Voici quelques chiffres que nous fournissons à Emploi-Québec : à LaSalle nous avons reçu au cours de l’année 2013-2014, 398 jeunes pour des services ponctuels et 336 autres ont fait l’objet d’une ouverture de dossier avec plan d’action et suivi. Tous ont un accès gratuit aux ordinateurs, télécopieur et photocopieur. Nous avons également rencontré plus de 800 élèves dans les écoles. Depuis les débuts du CJE LaSalle, ce sont plus de 8000 jeunes que nous avons desservis. Nous avons développé douze projets de coopération internationale avec des jeunes enseignants, des jeunes en insertion sociale, des jeunes performants de niveau secondaire; nous avons aussi mis sur pied une radio communautaire où il y a plus de 40 jeunes impliqués dans son développement; nous avons reçu le soutien de 108 partenaires; nous gérons depuis onze ans deux coopératives jeunesse de services dont la seule anglophone au Québec; nous avons implanté un centre d’affaires étudiant dans l’école secondaire de notre quartier et quelques autres actions locales auxquelles s’ajoute la gestion des projets Jeunes en action, IDEO et Défi à l’entrepreneuriat jeunesse. À la question portant sur l’efficacité nous répondons oui, largement.

3- Ce programme est-il efficient?

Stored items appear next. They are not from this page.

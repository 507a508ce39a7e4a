// libs/appointment-cell/src/models.rs
use serde::{Deserialize, Serialize};
use std::fmt;

// ==============================================================================
// CORE APPOINTMENT MODELS
// ==============================================================================

/// Canonical backend-shaped appointment record. Field names are the wire
/// names; `predicted_waiting_time` is always backend-supplied, never
/// computed on this side.
#[derive(Debug, Clone, PartialEq, Serialize, Deserialize)]
pub struct Appointment {
    pub id: i64,
    pub patient_name: String,
    pub day_of_week: u8,
    pub month: u8,
    pub hour: u8,
    pub days_between_schedule_and_visit: u32,
    pub sex_encoded: u8,
    pub age: u32,
    #[serde(default)]
    pub predicted_waiting_time: Option<f64>,
}

impl Appointment {
    /// Predicted wait in minutes, with a missing value coerced to 0.
    pub fn wait_minutes(&self) -> f64 {
        self.predicted_waiting_time.unwrap_or(0.0)
    }
}

/// Create response: the stored record plus the optional alternate-hour
/// pair. The alternate pair is advisory only and is never kept on the
/// record itself.
#[derive(Debug, Clone, Serialize, Deserialize)]
pub struct CreateAppointmentResponse {
    #[serde(flatten)]
    pub appointment: Appointment,
    #[serde(default)]
    pub best_local_hour: Option<u8>,
    #[serde(default)]
    pub best_local_wait: Option<f64>,
}

// ==============================================================================
// REQUEST/FORM MODELS
// ==============================================================================

/// Exactly the seven editable fields sent on create and update. Prediction
/// and suggestion fields cannot appear here by construction.
#[derive(Debug, Clone, PartialEq, Serialize, Deserialize)]
pub struct AppointmentPayload {
    pub patient_name: String,
    pub day_of_week: u8,
    pub month: u8,
    pub hour: u8,
    pub days_between_schedule_and_visit: u32,
    pub sex_encoded: u8,
    pub age: u32,
}

/// Transient form state for the presentation boundary. The label fields
/// mirror the encoded values for display and are regenerated by the codec,
/// never transmitted.
#[derive(Debug, Clone, Default, PartialEq)]
pub struct AppointmentForm {
    pub patient_name: String,
    pub day_label: String,
    pub day_of_week: Option<u8>,
    pub month: Option<u8>,
    pub hour: Option<u8>,
    pub days_between_schedule_and_visit: Option<u32>,
    pub sex_label: String,
    pub sex_encoded: Option<u8>,
    pub age: Option<u32>,
}

impl AppointmentForm {
    pub fn clear(&mut self) {
        *self = Self::default();
    }
}

/// Explicit yes/no gate for destructive operations. A declined delete
/// never reaches the backend.
#[derive(Debug, Clone, Copy, PartialEq, Eq)]
pub enum DeleteConfirmation {
    Confirmed,
    Declined,
}

// ==============================================================================
// DERIVED MODELS
// ==============================================================================

/// Aggregate wait statistics over the full, unfiltered repository snapshot.
#[derive(Debug, Clone, PartialEq, Serialize)]
pub struct AppointmentStats {
    pub count: usize,
    pub avg_wait: f64,
    pub max_wait: f64,
}

/// Alternate-hour suggestion raised after a successful create when the
/// backend reports a materially better nearby hour. Wait values are
/// already rounded to one decimal for display.
#[derive(Debug, Clone, PartialEq, Serialize)]
pub struct HourSuggestion {
    pub current_hour: u8,
    pub current_wait: f64,
    pub better_hour: u8,
    pub better_wait: f64,
}

impl fmt::Display for HourSuggestion {
    fn fmt(&self, f: &mut fmt::Formatter<'_>) -> fmt::Result {
        write!(
            f,
            "Current hour: {}:00, waiting now: {} min. Better nearby hour: {}:00 with {} min",
            self.current_hour, self.current_wait, self.better_hour, self.better_wait
        )
    }
}

// ==============================================================================
// ERROR TYPES
// ==============================================================================

#[derive(Debug, Clone, thiserror::Error)]
pub enum AppointmentError {
    /// Malformed or missing form field. Blocks submission; the backend is
    /// never contacted.
    #[error("Validation error: {0}")]
    Validation(String),

    /// Backend record carries a day or sex code outside the known
    /// enumerations. Non-fatal; the record is still shown with raw codes.
    #[error("Decode error: {0}")]
    Decode(String),

    /// Backend request failed. Local state is unchanged and the operation
    /// must be retried manually.
    #[error("Submission failed: {0}")]
    Submission(String),
}
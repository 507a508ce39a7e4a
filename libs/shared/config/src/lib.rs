use std::env;
use tracing::warn;

pub const DEFAULT_BACKEND_URL: &str = "http://localhost:8000";

#[derive(Debug, Clone)]
pub struct AppConfig {
    pub backend_url: String,
}

impl AppConfig {
    pub fn from_env() -> Self {
        let config = Self {
            backend_url: env::var("BACKEND_URL").unwrap_or_else(|_| {
                warn!("BACKEND_URL not set, using {}", DEFAULT_BACKEND_URL);
                DEFAULT_BACKEND_URL.to_string()
            }),
        };

        if !config.is_configured() {
            warn!("Application not fully configured - BACKEND_URL is empty");
        }

        config
    }

    pub fn is_configured(&self) -> bool {
        !self.backend_url.is_empty()
    }
}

Pourrait-on l’offrir autrement? À moindre coût tout en préservant la qualité du service à la population?

Chaque CJE reçoit une subvention qui est tributaire des particularités de son territoire. Ce montant est différent en fonction du nombre de 16-35 ans et du nombre de prestataires à l’aide sociale et l’augmentation de la subvention n’est pas définie à l’avance, chaque gouvernement décide d’accorder ou non un rehaussement.

Y a-t-il des règles à ajouter pour régir le ratio d’encadrement du personnel ou encore le ratio des frais de gestion? Certainement, si elles sont applicables avec intelligence et dans le respect du plan d’action des CJE. Au regard de ces points, l’efficience des CJE est démontrée.

Ajoutons que, considérant les écarts de salaires de 30% plus faibles des CJE vis-à-vis ceux de la fonction publique, la qualité des services est suffisamment haute pour que les clientèles se renouvellent d’elles-mêmes sans qu’Emploi-Québec les y oblige; que les dépenses de loyer, d’électricité, de taxes, et d’entretien sont assumées par les CJE; que chaque conseil d’administration est composé de bénévoles; que chaque CJE assume dans son budget les frais de vérification comptable, d’audition externe et de maintien des outils de reddition de compte; est-il possible d’offrir l’ensemble de ces services à meilleur coût? Tout est possible, cependant la démonstration reste à faire.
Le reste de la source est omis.